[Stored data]
______________________________
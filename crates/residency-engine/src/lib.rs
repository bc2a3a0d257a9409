//! # residency-engine
//!
//! Rolling-window day counting and trip planning for "at most 183 days in any
//! 365-day window" residency rules.
//!
//! The engine is a set of pure functions over an in-memory travel history: it
//! never reads the clock, the filesystem or any global state. Callers pass the
//! history, the reference date and the buffer policy explicitly on every call.
//!
//! ## Modules
//!
//! - [`interval`] — Validated country intervals, planned trips, history audit
//! - [`window`] — Restricted days in the 365-day window ending on a date
//! - [`planner`] — Compliance status, maximum trip search, what-if evaluation
//! - [`error`] — Error types

pub mod error;
pub mod interval;
pub mod planner;
pub mod window;

pub use error::{ResidencyError, Result};
pub use interval::{audit_history, Country, History, HistoryIssue, Interval, PlannedTrip};
pub use planner::{
    current_status, evaluate_alternative, max_trip_duration, recommend_trip, simulate_trip,
    BufferPolicy, ComplianceStatus, TripEvaluation, TripRecommendation, TripSimulation,
    MAX_TRIP_DAYS, RULE_LIMIT,
};
pub use window::{
    days_in_window, location_on, timeline, totals_by_country, CountryTotals, TimelinePoint,
    WINDOW_DAYS,
};
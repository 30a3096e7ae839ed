//! Logical object addressing.
//!
//! Callers name objects with a single `"container/key"` string; this module
//! splits it into the two segments the storage service routes on.

/// Separator between the container segment and the object key.
const SEPARATOR: char = '/';

/// A `container/key` pair borrowed from a caller-supplied path.
///
/// The first separator splits the two; everything after it, further
/// separators included, belongs to the key. A path without a separator names
/// a container with an empty key. Parsing never fails - an empty or odd
/// segment is kept verbatim, and the service is the one that rejects it.
#[derive(Debug, Clone, Copy, PartialEq, Eq)]
pub struct ObjectPath<'a> {
    pub container: &'a str,
    pub key: &'a str,
}

impl<'a> ObjectPath<'a> {
    /// Split `path` at the first separator; both halves are kept verbatim.
    pub fn parse(path: &'a str) -> Self {
        match path.split_once(SEPARATOR) {
            Some((container, key)) => Self { container, key },
            None => Self {
                container: path,
                key: "",
            },
        }
    }
}
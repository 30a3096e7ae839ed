use std::fmt;
use std::pin::Pin;
use std::task::{Context, Poll};

use bytes::Bytes;
use futures::stream::{self, Stream, StreamExt};

use crate::auth::Session;

use super::error::{Result, StorageError};

/// Default upper bound on streamed chunk size (1 MiB).
pub const DEFAULT_CHUNK_SIZE: usize = 1 << 20;

/// Streamed object body with an upper bound on chunk size.
///
/// Network chunks larger than the bound are re-sliced before being yielded;
/// smaller ones pass through unchanged, so chunk sizes are a bound, not a
/// promise. The stream is finite and single-pass. It keeps a handle to the
/// session it was opened with, so the transfer survives the client closing
/// its stored session mid-download.
pub struct ObjectStream {
    inner: Pin<Box<dyn Stream<Item = Result<Bytes>> + Send>>,
    _session: Session,
}

impl ObjectStream {
    pub(crate) fn new(session: Session, response: reqwest::Response, chunk_size: usize) -> Self {
        let bound = chunk_size.max(1);
        let inner = response
            .bytes_stream()
            .map(|chunk| chunk.map_err(StorageError::from))
            .flat_map(move |chunk| stream::iter(split_chunk(chunk, bound)))
            .boxed();

        Self {
            inner,
            _session: session,
        }
    }
}

impl Stream for ObjectStream {
    type Item = Result<Bytes>;

    fn poll_next(self: Pin<&mut Self>, cx: &mut Context<'_>) -> Poll<Option<Self::Item>> {
        self.get_mut().inner.as_mut().poll_next(cx)
    }
}

impl fmt::Debug for ObjectStream {
    fn fmt(&self, f: &mut fmt::Formatter<'_>) -> fmt::Result {
        f.debug_struct("ObjectStream").finish_non_exhaustive()
    }
}

/// Slice one network chunk into pieces no larger than `bound` bytes.
fn split_chunk(chunk: Result<Bytes>, bound: usize) -> Vec<Result<Bytes>> {
    match chunk {
        Ok(mut chunk) => {
            let mut parts = Vec::with_capacity(chunk.len() / bound + 1);
            while chunk.len() > bound {
                parts.push(Ok(chunk.split_to(bound)));
            }
            if !chunk.is_empty() {
                parts.push(Ok(chunk));
            }
            parts
        }
        Err(err) => vec![Err(err)],
    }
}
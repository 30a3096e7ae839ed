use std::time::Duration;

use chrono::{DateTime, TimeDelta, Utc};
use reqwest::{header, Client};

use crate::api::error::{Result, StorageError};

use super::{AUTH_TOKEN, EXPIRE_AUTH_TOKEN};

/// One authenticated session: the issued token, its expiry, the storage
/// endpoint it is valid for, and an HTTP client that sends the token on
/// every request.
///
/// All four fields come from the same credential exchange, so a `Session`
/// in hand is always internally consistent. Clones share the underlying
/// connection pool; the pool closes when the last clone is dropped.
#[derive(Debug, Clone)]
pub struct Session {
    token: String,
    expires_at: DateTime<Utc>,
    storage_url: String,
    http: Client,
}

impl Session {
    pub(crate) fn new(
        token: String,
        expires_in: i64,
        storage_url: String,
        timeout: Duration,
    ) -> Result<Self> {
        let mut value = header::HeaderValue::from_str(&token)
            .map_err(|_| StorageError::MissingHeader(AUTH_TOKEN))?;
        value.set_sensitive(true);

        let mut headers = header::HeaderMap::new();
        headers.insert(AUTH_TOKEN, value);

        // A lifetime the clock cannot represent reads as a malformed header.
        let expires_at = TimeDelta::try_seconds(expires_in)
            .and_then(|lifetime| Utc::now().checked_add_signed(lifetime))
            .ok_or(StorageError::MissingHeader(EXPIRE_AUTH_TOKEN))?;

        let http = Client::builder()
            .default_headers(headers)
            .timeout(timeout)
            .build()?;

        Ok(Self {
            token,
            expires_at,
            storage_url,
            http,
        })
    }

    pub fn token(&self) -> &str {
        &self.token
    }

    /// Storage endpoint exactly as the auth response announced it.
    pub fn storage_url(&self) -> &str {
        &self.storage_url
    }

    pub(crate) fn http(&self) -> &Client {
        &self.http
    }

    /// True once the remaining token lifetime is within `threshold`.
    pub fn is_stale(&self, threshold: Duration) -> bool {
        let remaining = self.expires_at - Utc::now();
        match remaining.to_std() {
            Ok(left) => left <= threshold,
            Err(_) => true,
        }
    }
}
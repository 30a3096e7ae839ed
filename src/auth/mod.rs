//! Authentication module: credentials, the sessions they buy, and the
//! header names of the token handshake.
//!
//! `Credentials` is the public entry point; sessions are created and
//! replaced internally by the client's credential exchange. They live in
//! memory only, and their lifetime is announced by the auth endpoint per
//! exchange.

pub mod credentials;
pub(crate) mod session;

pub use credentials::Credentials;
pub(crate) use session::Session;

/// Request header carrying the username on the credential exchange.
pub const AUTH_USER: &str = "X-Auth-User";

/// Request header carrying the password on the credential exchange.
pub const AUTH_KEY: &str = "X-Auth-Key";

/// Token header: a response header on the credential exchange, a request
/// header on everything after it.
pub const AUTH_TOKEN: &str = "X-Auth-Token";

/// Response header announcing the token lifetime in whole seconds.
pub const EXPIRE_AUTH_TOKEN: &str = "X-Expire-Auth-Token";

/// Response header announcing the storage endpoint the token is valid for.
pub const STORAGE_URL: &str = "X-Storage-Url";
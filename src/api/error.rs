use reqwest::StatusCode;
use thiserror::Error;

/// Maximum length for error response bodies in error messages
const MAX_ERROR_BODY_LENGTH: usize = 500;

pub type Result<T> = std::result::Result<T, StorageError>;

#[derive(Error, Debug)]
pub enum StorageError {
    #[error("Configuration error: {0}")]
    Config(String),

    #[error("Authentication rejected with status {0}")]
    Auth(StatusCode),

    #[error("Response missing or invalid {0} header")]
    MissingHeader(&'static str),

    #[error("{method} {url} failed with status {status}: {body}")]
    Api {
        method: &'static str,
        url: String,
        status: StatusCode,
        body: String,
    },

    #[error("Malformed response from {url}: {detail}")]
    Decode { url: String, detail: String },

    #[error("Network error: {0}")]
    Transport(#[from] reqwest::Error),
}

impl StorageError {
    /// Truncate a response body to avoid carrying excessive data in messages
    fn truncate_body(body: &str) -> String {
        match body.char_indices().nth(MAX_ERROR_BODY_LENGTH) {
            Some((cut, _)) => format!(
                "{}... (truncated, {} total bytes)",
                &body[..cut],
                body.len()
            ),
            None => body.to_string(),
        }
    }

    pub(crate) fn api(method: &'static str, url: &str, status: StatusCode, body: &str) -> Self {
        let body = if body.is_empty() {
            status
                .canonical_reason()
                .unwrap_or("no response body")
                .to_string()
        } else {
            Self::truncate_body(body)
        };
        StorageError::Api {
            method,
            url: url.to_string(),
            status,
            body,
        }
    }

    /// HTTP status carried by this error, if any.
    pub fn status(&self) -> Option<StatusCode> {
        match self {
            StorageError::Auth(status) => Some(*status),
            StorageError::Api { status, .. } => Some(*status),
            StorageError::Transport(err) => err.status(),
            _ => None,
        }
    }

    /// True when the service rejected the session token.
    pub fn is_unauthorized(&self) -> bool {
        self.status() == Some(StatusCode::UNAUTHORIZED)
    }
}
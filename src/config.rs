//! Client configuration from the environment.
//!
//! This module reads the deployment-facing settings: the auth endpoint
//! (credentials embedded as userinfo), the token freshness threshold, and
//! the retry policy.
//!
//! Parsing is a pure function over a lookup closure, so tests never have
//! to mutate the process environment.

use std::time::Duration;

use crate::api::error::{Result, StorageError};
use crate::retry::RetryPolicy;

/// Auth endpoint URL, credentials included as userinfo. Required.
pub const ENV_AUTH_URL: &str = "SKYSTASH_AUTH_URL";

/// Seconds of remaining token lifetime below which a session counts as
/// stale.
pub const ENV_AUTH_THRESHOLD: &str = "SKYSTASH_AUTH_THRESHOLD";

/// Total attempts for the retry wrapper; `0` disables retrying.
pub const ENV_MAX_RETRY: &str = "SKYSTASH_MAX_RETRY";

/// Seconds to wait between retry attempts.
pub const ENV_RETRY_DELAY: &str = "SKYSTASH_RETRY_DELAY";

const DEFAULT_THRESHOLD_SECS: u64 = 5;
const DEFAULT_MAX_RETRY: u32 = 2;
const DEFAULT_RETRY_DELAY_SECS: u64 = 2;

#[derive(Debug, Clone)]
pub struct Config {
    pub auth_url: String,
    pub threshold: Duration,
    pub retry: RetryPolicy,
}

impl Config {
    /// Load configuration from the process environment.
    pub fn from_env() -> Result<Self> {
        Self::from_lookup(|name| std::env::var(name).ok())
    }

    /// Load configuration from any name-to-value lookup.
    pub fn from_lookup<F>(lookup: F) -> Result<Self>
    where
        F: Fn(&str) -> Option<String>,
    {
        let auth_url = lookup(ENV_AUTH_URL)
            .ok_or_else(|| StorageError::Config(format!("{ENV_AUTH_URL} is not set")))?;

        let threshold = parse_var(&lookup, ENV_AUTH_THRESHOLD, DEFAULT_THRESHOLD_SECS)?;
        let max_retry = parse_var(&lookup, ENV_MAX_RETRY, DEFAULT_MAX_RETRY)?;
        let delay = parse_var(&lookup, ENV_RETRY_DELAY, DEFAULT_RETRY_DELAY_SECS)?;

        Ok(Self {
            auth_url,
            threshold: Duration::from_secs(threshold),
            retry: RetryPolicy::new(max_retry, Duration::from_secs(delay)),
        })
    }
}

fn parse_var<F, T>(lookup: &F, name: &str, default: T) -> Result<T>
where
    F: Fn(&str) -> Option<String>,
    T: std::str::FromStr,
{
    match lookup(name) {
        Some(raw) => raw
            .trim()
            .parse()
            .map_err(|_| StorageError::Config(format!("{name} must be an integer, got {raw:?}"))),
        None => Ok(default),
    }
}
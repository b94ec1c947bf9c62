//! Shared registry of pending input files
//!
//! The registry pairs an immutable, index-aligned list of input paths with
//! a claimed flag per entry. Workers take files with [`WorkRegistry::claim_next`];
//! the scan for the first unclaimed flag and the store that claims it run
//! under one lock, so every index is handed out exactly once. Flags never
//! go back to unclaimed.

use std::path::{Path, PathBuf};

use parking_lot::Mutex;

/// Position of a file in the registry
pub type FileIndex = usize;

/// Candidate files plus their claimed flags
#[derive(Debug)]
pub struct WorkRegistry {
    files: Vec<PathBuf>,
    claimed: Mutex<Vec<bool>>,
}

impl WorkRegistry {
    pub fn new(files: Vec<PathBuf>) -> Self {
        let claimed = Mutex::new(vec![false; files.len()]);
        Self { files, claimed }
    }

    /// Claim the lowest unclaimed index
    ///
    /// Returns `None` once every index has been claimed, and on every call
    /// after that. The scan is linear, which is fine for per-file work.
    pub fn claim_next(&self) -> Option<FileIndex> {
        let mut claimed = self.claimed.lock();
        let index = claimed.iter().position(|taken| !taken)?;
        claimed[index] = true;
        Some(index)
    }

    pub fn path(&self, index: FileIndex) -> Option<&Path> {
        self.files.get(index).map(PathBuf::as_path)
    }

    pub fn files(&self) -> &[PathBuf] {
        &self.files
    }

    pub fn len(&self) -> usize {
        self.files.len()
    }

    pub fn is_empty(&self) -> bool {
        self.files.is_empty()
    }

    /// Number of indices handed out so far
    pub fn claimed_count(&self) -> usize {
        self.claimed.lock().iter().filter(|taken| **taken).count()
    }
}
______________________________
◆ What is needed ◆
Please copy every line in the entries where "between" appears.

◆ Task response ◆
/// Separator between the container segment and the object key.
/// Seconds to wait between retry attempts.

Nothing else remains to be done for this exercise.